With its walkable streets, rumbling "L" train, sprawling university campus and diverse population, Evanston, Ill., is a suburb that has long appealed to Chicagoans who vowed they'd never move to the suburbs.
Amy Morton, who is as close to restaurant royalty as you can get (she's the daughter of the steakhouse mogul Arnie Morton), counts herself among that tribe. So it should be no surprise that last November Ms. Morton opened Found Kitchen and Social House, a thoughtfully conceived storefront featuring succulent local fare in a decidedly urban, brick-and-candlelight environment that fuels perhaps the brightest dinner party vibe between Chicago and Milwaukee.
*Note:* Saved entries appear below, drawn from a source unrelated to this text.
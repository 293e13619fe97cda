//! The peridynamic force generator.
//!
//! [`BondForceEngine`] owns the law registry and the per-level data, and drives the
//! pipeline for one level at a time:
//!
//! 1. copy the caller's positions and velocities and refresh their ghosts,
//! 2. mean positions, refresh,
//! 3. shape tensors and their inverses, refresh,
//! 4. deformation gradients, refresh,
//! 5. bond evaluation,
//! 6. commit: add forces and damage to the caller's buffers, store new bond states.
//!
//! Nothing the caller can observe changes before step 6, so a failed call leaves the
//! caller's buffers and the bond states exactly as they were. Every partition runs the
//! same sequence of collectives; local failures are agreed on at abort checkpoints so
//! the other partitions return [`PdError::RemotePartitionFailed`] instead of blocking.

use std::sync::Arc;

use crate::algs::bond_forces::{self, EvalParams, ResolvedLaws};
use crate::algs::kinematics;
use crate::bond::{BondTable, RawConnectivity, build_table};
use crate::config::ForceGenConfig;
use crate::data::field::NodeField;
use crate::data::level::{KinematicFields, LevelData, LevelStore};
use crate::data::tensor::{Tensor, Vector};
use crate::debug_invariants::DebugInvariants;
use crate::index::{IndexManager, checkpoint};
use crate::law::{BondLaw, DefaultBondLaw, LawFunctions, LawId, LawRegistry};
use crate::pd_error::PdError;

/// Bond-based peridynamic force and damage engine for `D` spatial dimensions.
pub struct BondForceEngine<const D: usize, M> {
    config: ForceGenConfig,
    registry: LawRegistry<D>,
    manager: M,
    levels: LevelStore<D>,
}

impl<const D: usize, M: IndexManager> BondForceEngine<D, M> {
    /// Engine with the default law under id 0, built from `config.elastic`.
    pub fn new(config: ForceGenConfig, manager: M) -> Result<Self, PdError> {
        let registry = LawRegistry::new(DefaultBondLaw::new(config.elastic));
        Self::with_registry(config, registry, manager)
    }

    /// Engine using a pre-populated registry.
    pub fn with_registry(config: ForceGenConfig, registry: LawRegistry<D>, manager: M) -> Result<Self, PdError> {
        config.validate()?;
        if D == 0 {
            return Err(PdError::Configuration("spatial dimension must be at least 1".into()));
        }
        log::debug!(
            "bond force engine: D = {D}, horizon = {}, grid spacing = {}, laws {:?}",
            config.horizon,
            config.grid_spacing,
            registry.ids().collect::<Vec<_>>()
        );
        Ok(Self {
            config,
            registry,
            manager,
            levels: LevelStore::new(),
        })
    }

    /// Install or overwrite the law for `id`.
    pub fn register_bond_law(&mut self, id: LawId, law: Arc<dyn BondLaw<D>>) {
        self.registry.register(id, law);
    }

    /// Install or overwrite the law for `id` from function slots.
    pub fn register_bond_law_functions(&mut self, id: LawId, fns: LawFunctions<D>) {
        self.registry.register_functions(id, fns);
    }

    /// Build the bond table and buffers of `level` from `connectivity`.
    ///
    /// `reference_positions` holds one entry per owned node in local order. With
    /// `initial_time` all bond states start intact; otherwise states are carried over
    /// from the previous initialization if the connectivity is unchanged.
    /// Collective over all partitions. On error the level is left uninitialized.
    pub fn initialize_level(
        &mut self,
        level: usize,
        connectivity: &RawConnectivity,
        reference_positions: &[Vector<D>],
        time: f64,
        initial_time: bool,
    ) -> Result<(), PdError> {
        // Any failure below leaves the level uninitialized.
        let previous = self.levels.remove(level);
        let owned = checkpoint(
            &self.manager,
            level,
            self.manager.owned_count(level).and_then(|owned| {
                expect_len("reference positions", owned, reference_positions.len()).map(|_| owned)
            }),
        )?;

        let (mut table, ghosts) = build_table(level, connectivity, &mut self.manager)?;
        let mut reference = NodeField::from_owned("reference positions", reference_positions, owned, ghosts.len())?;
        self.manager.refresh_ghost_values(level, &mut reference)?;
        checkpoint(&self.manager, level, table.assign_rest_lengths(&reference))?;

        match previous {
            Some(prev) if !initial_time && prev.table.same_connectivity(&table) => {
                log::debug!("level {level}: connectivity unchanged, keeping bond states");
                table.adopt_states(prev.table);
            }
            Some(prev) if !prev.table.same_connectivity(&table) => {
                log::warn!(
                    "level {level}: connectivity changed ({} -> {} bonds), bond states reset",
                    prev.table.len(),
                    table.len()
                );
            }
            Some(_) => log::debug!("level {level}: re-initialized, bond states reset"),
            None => {}
        }

        let bond_counts = table.bond_counts(owned);
        let data = LevelData {
            fields: KinematicFields::new(reference),
            bond_counts,
            ghosts,
            table,
            initialized_at: time,
        };
        data.debug_assert_invariants();
        log::info!(
            "level {level} initialized at t = {time}: {} bonds, {owned} owned nodes, {} ghosts",
            data.table.len(),
            data.ghosts.len()
        );
        self.levels.insert(level, data);
        Ok(())
    }

    /// Add this step's bond forces and node damage of `level` to `force` and `damage`.
    ///
    /// All slices are indexed by local id of the owned nodes. Collective over all
    /// partitions. On error neither the buffers nor the bond states change.
    pub fn compute_forces_and_damage(
        &mut self,
        level: usize,
        force: &mut [Vector<D>],
        damage: &mut [f64],
        positions: &[Vector<D>],
        velocities: &[Vector<D>],
        time: f64,
    ) -> Result<(), PdError> {
        let Self {
            config,
            registry,
            manager,
            levels,
        } = self;
        let manager = &*manager;

        let prepared = levels.get_mut(level).and_then(|data| {
            let owned = data.owned_len();
            expect_len("force", owned, force.len())?;
            expect_len("damage", owned, damage.len())?;
            expect_len("positions", owned, positions.len())?;
            expect_len("velocities", owned, velocities.len())?;
            let resolved = ResolvedLaws::resolve(&*registry, &data.table, config.horizon, config.grid_spacing)?;
            data.fields.position.copy_owned_from("positions", positions)?;
            data.fields.velocity.copy_owned_from("velocities", velocities)?;
            Ok((data, resolved))
        });
        let (data, resolved) = checkpoint(manager, level, prepared)?;
        let LevelData {
            table,
            fields,
            bond_counts,
            ..
        } = data;
        log::debug!("level {level}: computing {} bonds at t = {time}", table.len());

        manager.refresh_ghost_values(level, &mut fields.position)?;
        manager.refresh_ghost_values(level, &mut fields.velocity)?;

        kinematics::mean_positions(table, &resolved.weights, &fields.position, &mut fields.mean_position);
        manager.refresh_ghost_values(level, &mut fields.mean_position)?;

        let shapes = kinematics::shape_tensors(level, table, &resolved.weights, fields);
        checkpoint(manager, level, shapes)?;
        manager.refresh_ghost_values(level, &mut fields.shape_tensor)?;
        manager.refresh_ghost_values(level, &mut fields.shape_tensor_inverse)?;

        kinematics::deformation_gradients(table, &resolved.weights, bond_counts, fields);
        manager.refresh_ghost_values(level, &mut fields.deformation_gradient)?;

        let params = EvalParams {
            horizon: config.horizon,
            grid_spacing: config.grid_spacing,
            time,
        };
        let evaluation = bond_forces::evaluate(table, &resolved, fields, bond_counts, params);

        for (f, df) in force.iter_mut().zip(&evaluation.forces) {
            *f += df;
        }
        for (d, dd) in damage.iter_mut().zip(&evaluation.node_damage) {
            *d += dd;
        }
        table.states_mut().clone_from_slice(&evaluation.states);
        if evaluation.newly_broken > 0 {
            log::warn!(
                "level {level}: {} bonds broke at t = {time} ({} of {} broken)",
                evaluation.newly_broken,
                table.broken_count(),
                table.len()
            );
        }
        Ok(())
    }

    /// Drop everything stored for `level`. Returns whether it was initialized.
    pub fn clear_level(&mut self, level: usize) -> bool {
        let cleared = self.levels.remove(level).is_some();
        if cleared {
            log::info!("level {level} cleared");
        }
        cleared
    }

    pub fn is_level_initialized(&self, level: usize) -> bool {
        self.levels.is_initialized(level)
    }

    pub fn bond_table(&self, level: usize) -> Result<&BondTable, PdError> {
        Ok(&self.levels.get(level)?.table)
    }

    /// Mean positions of the owned nodes from the last computation.
    pub fn mean_positions(&self, level: usize) -> Result<&[Vector<D>], PdError> {
        Ok(self.levels.get(level)?.fields.mean_position.owned_values())
    }

    /// Shape tensors of the owned nodes from the last computation.
    pub fn shape_tensors(&self, level: usize) -> Result<&[Tensor<D>], PdError> {
        Ok(self.levels.get(level)?.fields.shape_tensor.owned_values())
    }

    /// Deformation gradients of the owned nodes from the last computation.
    pub fn deformation_gradients(&self, level: usize) -> Result<&[Tensor<D>], PdError> {
        Ok(self.levels.get(level)?.fields.deformation_gradient.owned_values())
    }

    pub fn level_data(&self, level: usize) -> Result<&LevelData<D>, PdError> {
        self.levels.get(level)
    }

    pub fn config(&self) -> &ForceGenConfig {
        &self.config
    }

    pub fn registry(&self) -> &LawRegistry<D> {
        &self.registry
    }

    pub fn manager(&self) -> &M {
        &self.manager
    }

    /// Mutable access to the index manager, e.g. to install a new level's ownership.
    pub fn manager_mut(&mut self) -> &mut M {
        &mut self.manager
    }
}

fn expect_len(field: &'static str, expected: usize, found: usize) -> Result<(), PdError> {
    if expected == found {
        Ok(())
    } else {
        Err(PdError::FieldSizeMismatch { field, expected, found })
    }
}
"It's been 20 years since my last restaurant, and this space is really a full expression of my personal evolution," said Ms. Morton, 50.
Stylishly reupholstered "found" furniture and lots of globes set a worldly, living room tone.
"I couldn't justify buying everything new," she said, pouring tea from a vintage silver pot. Ms. Morton has also sprinkled arch conversation starters in strategic spots, like a quote from Gertrude Stein scrawled above the bar: "If you can't say anything nice about anyone else, come sit next to me."
That sort of haute-but-homey touch pops up everywhere, from a family-friendly caption on the menu ("kids or caviar, just ask!") to the quirky selection of vintage tomes in a library area in the back of the dining room (Plato, Tarzan). There is plenty to look at while you wait for a table; Found does not take reservations.
The menu, which Ms. Morton created with her chef, Nicole Pederson, is focused on seasonal small plates. Our wintertime selection included tender braised brussels sprouts and bright-tasting kale with cranberries, and grilled baby octopus with picholine olives and sunchokes that melded sea and earth. Dessert selections rotate; here's a vote for a return of the butterscotch bourbon pecan gelato sundae with sour cherry and pecan sandies.
Our top dish, chicken liver mousse with bacon marmalade and toast, meshes both women's Francophile bent with the chef's affinity for whole-animal cooking.
The new spring menu includes a shareable plate of pickled beef hearts with deviled eggs, beets and baby greens -- perfect for alfresco dining in a new sidewalk area.